Chief Deputy District Attorney Jennifer Gettle painted that horrific picture as the couple responsible for caring for those kids, Joshua and Brandi Weyant, entered guilty pleas that will guarantee them prison stays of at least a decade each.
The Halifax Township couple entered those pleas 14 months after state police, acting on an anonymous tip about a sickly child, raided their house of horrors in the 1000 block of North River Road.
Both Weyants pleaded guilty to multiple charges of aggravated assault, conspiracy, false imprisonment, unlawful restraint, and child endangerment.
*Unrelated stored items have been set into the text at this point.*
//! Duration strings such as `"300ms"`, `"-1.5h"` or `"2h45m"`.
//!
//! A duration is an optional sign followed by one or more decimal numbers,
//! each with an optional fraction and a unit suffix. Valid units are `ns`,
//! `us` (or `µs`), `ms`, `s`, `m` and `h`. A bare `0` is also accepted.

use chrono::Duration;
use lazy_static::lazy_static;
use regex::Regex;

use crate::error::{Result, TristateError};

lazy_static! {
    static ref DURATION: Regex =
        Regex::new(r"^[-+]?(?:(?:[0-9]+\.?[0-9]*|\.[0-9]+)(?:ns|us|µs|μs|ms|s|m|h))+$").unwrap();
    static ref COMPONENT: Regex =
        Regex::new(r"([0-9]*)(?:\.([0-9]*))?(ns|us|µs|μs|ms|s|m|h)").unwrap();
}

// fraction digits beyond this cannot change a nanosecond count
const MAX_FRACTION_DIGITS: usize = 18;

fn unit_nanos(unit: &str) -> u64 {
    match unit {
        "ns" => 1,
        "us" | "µs" | "μs" => 1_000,
        "ms" => 1_000_000,
        "s" => 1_000_000_000,
        "m" => 60 * 1_000_000_000,
        _ => 60 * 60 * 1_000_000_000,
    }
}

pub fn parse_duration(input: &str) -> Result<Duration> {
    let invalid = |reason: &str| TristateError::convert("text", "duration", format!("{}: {:?}", reason, input));
    let unsigned = input.strip_prefix(['-', '+']).unwrap_or(input);
    if unsigned == "0" {
        return Ok(Duration::zero());
    }
    if !DURATION.is_match(input) {
        return Err(invalid("invalid duration"));
    }
    let negative = input.starts_with('-');
    let mut total: u64 = 0;
    for component in COMPONENT.captures_iter(unsigned) {
        let unit = unit_nanos(&component[3]);
        let whole = match &component[1] {
            "" => 0,
            digits => digits.parse::<u64>().map_err(|_| invalid("overflow"))?,
        };
        let mut nanos = whole.checked_mul(unit).ok_or_else(|| invalid("overflow"))?;
        if let Some(fraction) = component.get(2).map(|m| m.as_str()).filter(|f| !f.is_empty()) {
            let fraction = &fraction[..fraction.len().min(MAX_FRACTION_DIGITS)];
            let scale = 10f64.powi(fraction.len() as i32);
            let digits = fraction.parse::<u64>().map_err(|_| invalid("overflow"))?;
            nanos = nanos
                .checked_add((digits as f64 * (unit as f64 / scale)) as u64)
                .ok_or_else(|| invalid("overflow"))?;
        }
        total = total.checked_add(nanos).ok_or_else(|| invalid("overflow"))?;
    }
    // the negative range reaches one nanosecond further than the positive one
    let signed = if negative { -i128::from(total) } else { i128::from(total) };
    let nanos = i64::try_from(signed).map_err(|_| invalid("overflow"))?;
    Ok(Duration::nanoseconds(nanos))
}

#[cfg(test)]
mod tests {
    use super::*;

    #[test]
    fn parses_units_and_fractions() {
        assert_eq!(parse_duration("1h").unwrap(), Duration::hours(1));
        assert_eq!(parse_duration("2h45m").unwrap(), Duration::minutes(165));
        assert_eq!(parse_duration("300ms").unwrap(), Duration::milliseconds(300));
        assert_eq!(parse_duration("-1.5s").unwrap(), Duration::milliseconds(-1500));
        assert_eq!(parse_duration("+.5us").unwrap(), Duration::nanoseconds(500));
        assert_eq!(parse_duration("1µs1ns").unwrap(), Duration::nanoseconds(1001));
        assert_eq!(parse_duration("0").unwrap(), Duration::zero());
        assert_eq!(parse_duration("1.s").unwrap(), Duration::seconds(1));
    }

    #[test]
    fn rejects_bad_input() {
        for input in ["", "1", "h", "1x", "1h-2m", ".s", "9999999999999999999h"] {
            assert!(parse_duration(input).is_err(), "{input}");
        }
    }
}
Gettle said their plea deals require county Judge Scott A. Evans to impose minimum sentences of at least 10 years in state prison. Evans has the leeway, however, to send each of the Weyants to prison for up to 20 to 40 years, the prosecutor said,
Evans is to sentence the couple in May.
Joshua Weyant, 34, also pleaded no contest to unrelated charges of indecent assault and corruption of minors. In that case, he was accused of molesting a pre-teen girl from 2013-15, Gettle said.
Neither of the Weyants said anything other than “yes,” as they stood before Evans with attorneys – Chief Deputy Public Defender Deanna Muller for Joshua and Bryan Depowell for Brandi, 39, whose voice was barely audible as she pleaded guilty.
The charges against the Weyants stem from the December 2016 visit of police and Children & Youth Services workers to their home in response to the anonymous tip.
Gettle said investigators found the children in a bare, unheated bedroom without any beds or other furniture, no toys and no sign that they were getting anything to eat. The paint was peeled from the walls for as high as the kids could reach, she said, and the children were eating it “to try to survive,” Gettle said.
She said the children, ages 6, 5 and 4, told police they were imprisoned in the room for trying to steal food. They said the Weyants weren’t feeding them.
The children were rushed to Penn State Hershey Medical Center, where experts determined two of them were within a week of dying from malnutrition, the prosecutor said. Investigators said none of the children weighed more than 28 pounds, well below healthy weight for their ages.
Although the Weyants were responsible for caring for the children, they are not their biological parents, investigators determined. Police said it appears 10 people were living in the Halifax Township house.
Investigators said they believe the Weyants conspired to starve the children because Joshua no longer wanted them.
Gettle said the children are now in foster care.